Cultural Memory: From the Sciences to the Humanities
ISBN: 9781003205135
Platform/Publisher: Taylor & Francis / Routledge
Digital rights: Users: Unlimited; Printing: Unlimited; Download: Unlimited



Bringing together neuroscientists, social scientists, and humanities scholars in cross-disciplinary exploration of the topic of cultural memory, this collection moves from seminal discussions of the latest findings in neuroscience to variegated, specific case studies of social practices and artistic expressions. This volume highlights what can be gained from drawing on broad interdisciplinary contexts in pursuing scholarly projects involving cultural memory and associated topics.

The collection argues that contemporary evolutionary science, in conjunction with studies interconnecting cognition, affect, and emotion, as well as research on socially mediated memory, provide innovatively interdisciplinary contexts for viewing current work on how cultural and social environments influence gene expression and neural circuitry. Building on this foundation, Cultural Memory turns to exploration of the psychological processes and social contexts through which cultural memory is shaped, circulated, revised, and contested. It investigates how various modes of cultural expression--architecture, cuisine, poetry, film, and fiction--reconfigure shared conceptualizing patterns and affectively mediated articulations of identity and value. Each chapter showcases research from a wide range of fields and presents diverse interdisciplinary contexts for future scholarship.
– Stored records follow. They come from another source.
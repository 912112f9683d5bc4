//! API route handlers for the gateway.

use axum::{Json, extract::State};
use std::sync::Arc;

use super::server::AppState;

/// Health check endpoint.
pub async fn health_check(State(state): State<Arc<AppState>>) -> Json<serde_json::Value> {
    Json(serde_json::json!({
        "status": "ok",
        "service": "schemebot-gateway",
        "version": env!("CARGO_PKG_VERSION"),
        "uptime_secs": state.start_time.elapsed().as_secs(),
    }))
}

/// Chat endpoint: `{ "message": ... }` in, `{ "response": ... }` out.
/// A blank message short-circuits before the pipeline runs.
pub async fn get_bot_response(
    State(state): State<Arc<AppState>>,
    Json(body): Json<serde_json::Value>,
) -> Json<serde_json::Value> {
    let message = body["message"].as_str().unwrap_or("").trim();
    if message.is_empty() {
        return Json(serde_json::json!({ "response": "Please enter a message." }));
    }

    let response = state.chatbot.get_response(message);
    Json(serde_json::json!({ "response": response }))
}

/// Common suggestion categories the UI offers as one-tap queries.
pub async fn get_suggestions() -> Json<serde_json::Value> {
    Json(serde_json::json!([
        { "text": "List all schemes", "query": "List all schemes" },
        { "text": "Education schemes", "query": "Education schemes" },
        { "text": "Health schemes", "query": "Health schemes" },
        { "text": "Schemes for women", "query": "Schemes for women" },
        { "text": "Agriculture schemes", "query": "Agriculture schemes" },
        { "text": "Housing schemes", "query": "Housing schemes" },
        { "text": "Help", "query": "Help" }
    ]))
}
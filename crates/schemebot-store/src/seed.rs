//! Seed loading — JSON files in, store rows out.
//! Data files are human-readable and git-friendly, same shape as the API types.

use std::path::Path;

use schemebot_core::error::{Result, SchemebotError};
use schemebot_core::types::{Intent, Scheme};
use tracing::{info, warn};

use crate::sqlite::SqliteSchemeStore;

/// Load scheme records from a JSON file (an array of `Scheme` objects).
pub fn load_schemes(path: &Path) -> Result<Vec<Scheme>> {
    let json = std::fs::read_to_string(path)?;
    serde_json::from_str(&json)
        .map_err(|e| SchemebotError::Other(format!("Failed to parse {}: {e}", path.display())))
}

/// Load intent records from a JSON file (an array of `Intent` objects).
pub fn load_intents(path: &Path) -> Result<Vec<Intent>> {
    let json = std::fs::read_to_string(path)?;
    serde_json::from_str(&json)
        .map_err(|e| SchemebotError::Other(format!("Failed to parse {}: {e}", path.display())))
}

/// Seed the store from the given data files. Returns (schemes, intents) counts.
pub fn seed_from_files(
    store: &SqliteSchemeStore,
    schemes_file: &Path,
    intents_file: &Path,
) -> Result<(usize, usize)> {
    let schemes = load_schemes(schemes_file)?;
    for scheme in &schemes {
        store.insert_scheme(scheme)?;
    }
    let intents = load_intents(intents_file)?;
    for intent in &intents {
        store.insert_intent(intent)?;
    }
    info!("Seeded {} schemes and {} intents", schemes.len(), intents.len());
    Ok((schemes.len(), intents.len()))
}

/// Warn when the store has no data to answer from. The pipeline still runs,
/// it just falls through to the fixed no-match response.
pub fn warn_if_empty(store: &SqliteSchemeStore) {
    use crate::store::SchemeStore;
    if store.count_schemes().unwrap_or(0) == 0 {
        warn!("Schemes table is empty. Run `schemebot seed` to load data.");
    }
    if store.count_intents().unwrap_or(0) == 0 {
        warn!("Intents table is empty. Run `schemebot seed` to load data.");
    }
}
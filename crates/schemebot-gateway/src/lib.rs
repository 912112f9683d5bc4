//! # Schemebot Gateway
//!
//! Thin HTTP layer over the chat pipeline. Three routes: a health check,
//! the chat endpoint, and the suggestion chips the UI renders.

pub mod routes;
pub mod server;

pub use server::{AppState, build_router, serve};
As cultural memory is a subject that invites interdisciplinary perspectives and is relevant to studying cultures around the world, of every era, this collection addresses an international readership comprised of scholars from the humanities, social sciences, and natural sciences, from advanced undergraduates to senior researchers.


Donald R. Wehrs is Hargis Professor of English Literature at Auburn University, Auburn, AL, as well as editor or co-editor of four collections, including The Palgrave Handbook of Affect Studies and Textual Criticism (2017), and author of three monographs on African fiction. He has also published on comparative literature, Shakespeare, and literary theory.
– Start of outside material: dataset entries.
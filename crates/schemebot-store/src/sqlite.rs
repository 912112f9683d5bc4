//! SQLite store backend with FTS5 full-text search and BM25 ranking.

use rusqlite::Connection;
use std::path::Path;
use std::sync::Mutex;

use schemebot_core::error::{Result, SchemebotError};
use schemebot_core::types::{Intent, QueryLogEntry, Scheme};

use crate::store::{SchemeStore, ScoredIntent};

pub struct SqliteSchemeStore {
    conn: Mutex<Connection>,
}

impl SqliteSchemeStore {
    /// Open (or create) the store at the given path and bootstrap the schema.
    pub fn open(path: &Path) -> Result<Self> {
        if let Some(parent) = path.parent() {
            std::fs::create_dir_all(parent)?;
        }
        let conn = Connection::open(path).map_err(|e| SchemebotError::Store(e.to_string()))?;
        Self::bootstrap(conn)
    }

    /// Open an in-memory store (tests, throwaway sessions).
    pub fn open_in_memory() -> Result<Self> {
        let conn =
            Connection::open_in_memory().map_err(|e| SchemebotError::Store(e.to_string()))?;
        Self::bootstrap(conn)
    }

    fn bootstrap(conn: Connection) -> Result<Self> {
        conn.execute_batch(
            "CREATE TABLE IF NOT EXISTS schemes (
                id INTEGER PRIMARY KEY,
                name TEXT NOT NULL,
                description TEXT,
                eligibility TEXT,
                benefits TEXT,
                application_process TEXT,
                documents_required TEXT NOT NULL DEFAULT '[]',
                keywords TEXT NOT NULL DEFAULT '[]'
            );
            CREATE TABLE IF NOT EXISTS scheme_keywords (
                scheme_id INTEGER NOT NULL,
                keyword TEXT NOT NULL
            );
            CREATE TABLE IF NOT EXISTS intents (
                id INTEGER PRIMARY KEY,
                intent TEXT NOT NULL UNIQUE,
                patterns TEXT NOT NULL DEFAULT '[]',
                responses TEXT NOT NULL DEFAULT '[]',
                list_all INTEGER NOT NULL DEFAULT 0
            );
            CREATE TABLE IF NOT EXISTS query_log (
                id INTEGER PRIMARY KEY AUTOINCREMENT,
                query TEXT NOT NULL,
                tokens TEXT NOT NULL DEFAULT '[]',
                response TEXT NOT NULL,
                created_at TEXT DEFAULT (datetime('now'))
            );",
        )
        .map_err(|e| SchemebotError::Store(e.to_string()))?;

        // FTS5 virtual tables for fast full-text search with BM25 ranking
        conn.execute_batch(
            "CREATE VIRTUAL TABLE IF NOT EXISTS schemes_fts USING fts5(
                scheme_id UNINDEXED,
                name,
                description,
                eligibility,
                benefits,
                keywords,
                tokenize='unicode61'
            );
            CREATE VIRTUAL TABLE IF NOT EXISTS intents_fts USING fts5(
                intent_id UNINDEXED,
                intent,
                patterns,
                tokenize='unicode61'
            );",
        )
        .map_err(|e| SchemebotError::Store(e.to_string()))?;

        Ok(Self {
            conn: Mutex::new(conn),
        })
    }

    fn lock(&self) -> Result<std::sync::MutexGuard<'_, Connection>> {
        self.conn
            .lock()
            .map_err(|e| SchemebotError::Store(e.to_string()))
    }

    /// Insert a scheme record and index it for full-text and keyword search.
    /// Schemes are keyed by name: re-inserting replaces the previous record
    /// and its index rows, so re-seeding is idempotent.
    pub fn insert_scheme(&self, scheme: &Scheme) -> Result<()> {
        let conn = self.lock()?;
        conn.execute(
            "DELETE FROM schemes_fts WHERE scheme_id IN (SELECT id FROM schemes WHERE name = ?1)",
            rusqlite::params![scheme.name],
        )
        .map_err(|e| SchemebotError::Store(e.to_string()))?;
        conn.execute(
            "DELETE FROM scheme_keywords WHERE scheme_id IN (SELECT id FROM schemes WHERE name = ?1)",
            rusqlite::params![scheme.name],
        )
        .map_err(|e| SchemebotError::Store(e.to_string()))?;
        conn.execute(
            "DELETE FROM schemes WHERE name = ?1",
            rusqlite::params![scheme.name],
        )
        .map_err(|e| SchemebotError::Store(e.to_string()))?;

        conn.execute(
            "INSERT INTO schemes (name, description, eligibility, benefits, application_process, documents_required, keywords)
             VALUES (?1, ?2, ?3, ?4, ?5, ?6, ?7)",
            rusqlite::params![
                scheme.name,
                scheme.description,
                scheme.eligibility,
                scheme.benefits,
                scheme.application_process,
                serde_json::to_string(&scheme.documents_required).unwrap_or_else(|_| "[]".into()),
                serde_json::to_string(&scheme.keywords).unwrap_or_else(|_| "[]".into()),
            ],
        )
        .map_err(|e| SchemebotError::Store(e.to_string()))?;
        let id = conn.last_insert_rowid();

        conn.execute(
            "INSERT INTO schemes_fts (scheme_id, name, description, eligibility, benefits, keywords)
             VALUES (?1, ?2, ?3, ?4, ?5, ?6)",
            rusqlite::params![
                id,
                scheme.name,
                scheme.description.as_deref().unwrap_or(""),
                scheme.eligibility.as_deref().unwrap_or(""),
                scheme.benefits.as_deref().unwrap_or(""),
                scheme.keywords.join(" "),
            ],
        )
        .map_err(|e| SchemebotError::Store(e.to_string()))?;

        for keyword in &scheme.keywords {
            conn.execute(
                "INSERT INTO scheme_keywords (scheme_id, keyword) VALUES (?1, ?2)",
                rusqlite::params![id, keyword.to_lowercase()],
            )
            .map_err(|e| SchemebotError::Store(e.to_string()))?;
        }
        Ok(())
    }

    /// Insert an intent record and index its patterns for relevance lookup.
    /// Keyed by label, same replace-on-reinsert behavior as `insert_scheme`.
    pub fn insert_intent(&self, intent: &Intent) -> Result<()> {
        let conn = self.lock()?;
        conn.execute(
            "DELETE FROM intents_fts WHERE intent_id IN (SELECT id FROM intents WHERE intent = ?1)",
            rusqlite::params![intent.intent],
        )
        .map_err(|e| SchemebotError::Store(e.to_string()))?;
        conn.execute(
            "DELETE FROM intents WHERE intent = ?1",
            rusqlite::params![intent.intent],
        )
        .map_err(|e| SchemebotError::Store(e.to_string()))?;

        conn.execute(
            "INSERT INTO intents (intent, patterns, responses, list_all)
             VALUES (?1, ?2, ?3, ?4)",
            rusqlite::params![
                intent.intent,
                serde_json::to_string(&intent.patterns).unwrap_or_else(|_| "[]".into()),
                serde_json::to_string(&intent.responses).unwrap_or_else(|_| "[]".into()),
                intent.list_all as i64,
            ],
        )
        .map_err(|e| SchemebotError::Store(e.to_string()))?;
        let id = conn.last_insert_rowid();

        conn.execute(
            "INSERT INTO intents_fts (intent_id, intent, patterns) VALUES (?1, ?2, ?3)",
            rusqlite::params![id, intent.intent, intent.patterns.join(" ")],
        )
        .map_err(|e| SchemebotError::Store(e.to_string()))?;
        Ok(())
    }

    /// Number of rows in the query log (offline-analysis tooling).
    pub fn count_query_log(&self) -> Result<u64> {
        let conn = self.lock()?;
        conn.query_row("SELECT COUNT(*) FROM query_log", [], |r| r.get::<_, i64>(0))
            .map(|n| n as u64)
            .map_err(|e| SchemebotError::Store(e.to_string()))
    }
}

/// Strip characters that FTS5 query syntax would choke on.
fn sanitize_fts(query: &str) -> String {
    query
        .chars()
        .filter(|c| c.is_alphanumeric() || c.is_whitespace() || *c == '_')
        .collect::<String>()
        .trim()
        .to_string()
}

fn scheme_from_row(row: &rusqlite::Row<'_>) -> rusqlite::Result<Scheme> {
    Ok(Scheme {
        name: row.get(0)?,
        description: row.get(1)?,
        eligibility: row.get(2)?,
        benefits: row.get(3)?,
        application_process: row.get(4)?,
        documents_required: row
            .get::<_, String>(5)
            .map(|s| serde_json::from_str(&s).unwrap_or_default())
            .unwrap_or_default(),
        keywords: row
            .get::<_, String>(6)
            .map(|s| serde_json::from_str(&s).unwrap_or_default())
            .unwrap_or_default(),
    })
}

const SCHEME_COLUMNS: &str =
    "s.name, s.description, s.eligibility, s.benefits, s.application_process, s.documents_required, s.keywords";

impl SchemeStore for SqliteSchemeStore {
    fn find_intents_by_relevance(&self, text: &str) -> Result<Vec<ScoredIntent>> {
        let clean = sanitize_fts(text);
        if clean.is_empty() {
            return Ok(Vec::new());
        }
        let match_expr = clean.split_whitespace().collect::<Vec<_>>().join(" OR ");

        let conn = self.lock()?;
        let mut stmt = conn
            .prepare(
                "SELECT i.intent, i.patterns, i.responses, i.list_all, bm25(intents_fts) AS score
                 FROM intents_fts f
                 JOIN intents i ON i.id = f.intent_id
                 WHERE intents_fts MATCH ?1
                 ORDER BY score",
            )
            .map_err(|e| SchemebotError::Store(e.to_string()))?;

        let rows = stmt
            .query_map(rusqlite::params![match_expr], |row| {
                Ok(ScoredIntent {
                    intent: Intent {
                        intent: row.get(0)?,
                        patterns: row
                            .get::<_, String>(1)
                            .map(|s| serde_json::from_str(&s).unwrap_or_default())
                            .unwrap_or_default(),
                        responses: row
                            .get::<_, String>(2)
                            .map(|s| serde_json::from_str(&s).unwrap_or_default())
                            .unwrap_or_default(),
                        list_all: row.get::<_, i64>(3)? != 0,
                    },
                    // BM25 returns negative scores; lower is better
                    score: row.get::<_, f32>(4).unwrap_or(0.0).abs(),
                })
            })
            .map_err(|e| SchemebotError::Store(e.to_string()))?;

        Ok(rows.filter_map(|r| r.ok()).collect())
    }

    fn find_schemes_by_phrase(&self, phrase: &str, limit: usize) -> Result<Vec<Scheme>> {
        let clean = sanitize_fts(phrase);
        if clean.is_empty() {
            return Ok(Vec::new());
        }
        let match_expr = format!("\"{clean}\"");

        let conn = self.lock()?;
        let mut stmt = conn
            .prepare(&format!(
                "SELECT {SCHEME_COLUMNS}
                 FROM schemes_fts f
                 JOIN schemes s ON s.id = f.scheme_id
                 WHERE schemes_fts MATCH ?1
                 ORDER BY bm25(schemes_fts)
                 LIMIT ?2"
            ))
            .map_err(|e| SchemebotError::SearchUnavailable(e.to_string()))?;

        let rows = stmt
            .query_map(rusqlite::params![match_expr, limit as i64], scheme_from_row)
            .map_err(|e| SchemebotError::SearchUnavailable(e.to_string()))?;
        Ok(rows.filter_map(|r| r.ok()).collect())
    }

    fn find_schemes_by_terms(&self, terms: &[String], limit: usize) -> Result<Vec<Scheme>> {
        let clean: Vec<String> = terms
            .iter()
            .map(|t| sanitize_fts(t))
            .filter(|t| !t.is_empty())
            .collect();
        if clean.is_empty() {
            return Ok(Vec::new());
        }
        let match_expr = clean.join(" OR ");

        let conn = self.lock()?;
        let mut stmt = conn
            .prepare(&format!(
                "SELECT {SCHEME_COLUMNS}
                 FROM schemes_fts f
                 JOIN schemes s ON s.id = f.scheme_id
                 WHERE schemes_fts MATCH ?1
                 ORDER BY bm25(schemes_fts)
                 LIMIT ?2"
            ))
            .map_err(|e| SchemebotError::SearchUnavailable(e.to_string()))?;

        let rows = stmt
            .query_map(rusqlite::params![match_expr, limit as i64], scheme_from_row)
            .map_err(|e| SchemebotError::SearchUnavailable(e.to_string()))?;
        Ok(rows.filter_map(|r| r.ok()).collect())
    }

    fn find_schemes_by_keyword_overlap(
        &self,
        keywords: &[String],
        limit: usize,
    ) -> Result<Vec<(Scheme, usize)>> {
        if keywords.is_empty() {
            return Ok(Vec::new());
        }
        let placeholders = (1..=keywords.len())
            .map(|i| format!("?{i}"))
            .collect::<Vec<_>>()
            .join(", ");
        let sql = format!(
            "SELECT {SCHEME_COLUMNS}, COUNT(k.keyword) AS overlap
             FROM schemes s
             JOIN scheme_keywords k ON k.scheme_id = s.id
             WHERE k.keyword IN ({placeholders})
             GROUP BY s.id
             ORDER BY overlap DESC, s.id ASC
             LIMIT ?{}",
            keywords.len() + 1
        );

        let mut values: Vec<rusqlite::types::Value> = keywords
            .iter()
            .map(|k| rusqlite::types::Value::Text(k.to_lowercase()))
            .collect();
        values.push(rusqlite::types::Value::Integer(limit as i64));

        let conn = self.lock()?;
        let mut stmt = conn
            .prepare(&sql)
            .map_err(|e| SchemebotError::Store(e.to_string()))?;
        let rows = stmt
            .query_map(rusqlite::params_from_iter(values), |row| {
                let scheme = scheme_from_row(row)?;
                let overlap: i64 = row.get(7)?;
                Ok((scheme, overlap as usize))
            })
            .map_err(|e| SchemebotError::Store(e.to_string()))?;
        Ok(rows.filter_map(|r| r.ok()).collect())
    }

    fn list_all_scheme_names(&self) -> Result<Vec<String>> {
        let conn = self.lock()?;
        let mut stmt = conn
            .prepare("SELECT name FROM schemes ORDER BY id")
            .map_err(|e| SchemebotError::Store(e.to_string()))?;
        let rows = stmt
            .query_map([], |row| row.get::<_, String>(0))
            .map_err(|e| SchemebotError::Store(e.to_string()))?;
        Ok(rows.filter_map(|r| r.ok()).collect())
    }

    fn append_query_log(&self, entry: &QueryLogEntry) -> Result<()> {
        let conn = self.lock()?;
        conn.execute(
            "INSERT INTO query_log (query, tokens, response) VALUES (?1, ?2, ?3)",
            rusqlite::params![
                entry.query,
                serde_json::to_string(&entry.tokens).unwrap_or_else(|_| "[]".into()),
                entry.response,
            ],
        )
        .map_err(|e| SchemebotError::Store(e.to_string()))?;
        Ok(())
    }

    fn count_schemes(&self) -> Result<u64> {
        let conn = self.lock()?;
        conn.query_row("SELECT COUNT(*) FROM schemes", [], |r| r.get::<_, i64>(0))
            .map(|n| n as u64)
            .map_err(|e| SchemebotError::Store(e.to_string()))
    }

    fn count_intents(&self) -> Result<u64> {
        let conn = self.lock()?;
        conn.query_row("SELECT COUNT(*) FROM intents", [], |r| r.get::<_, i64>(0))
            .map(|n| n as u64)
            .map_err(|e| SchemebotError::Store(e.to_string()))
    }
}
Suzanne Nalbantian is Professor of Comparative Literature at Long Island University and an interdisciplinary scholar. Her eight books include Memory in Literature: From Rousseau to Neuroscience and her edited volumes The Memory Process: Neuroscientific and Humanistic Perspectives and Secrets of Creativity: What Neuroscience, the Arts and Our Minds Reveal.

Don M. Tucker is CEO and Senior Scientist of The Brain Electrophysiology Laboratory Company and Emeritus Professor of Psychology at the University of Oregon. He has published Mind From Body (2007), with Phan Luu, Cognition and Neural Development (2012), and with Mark Johnson, Out of the Cave (2021).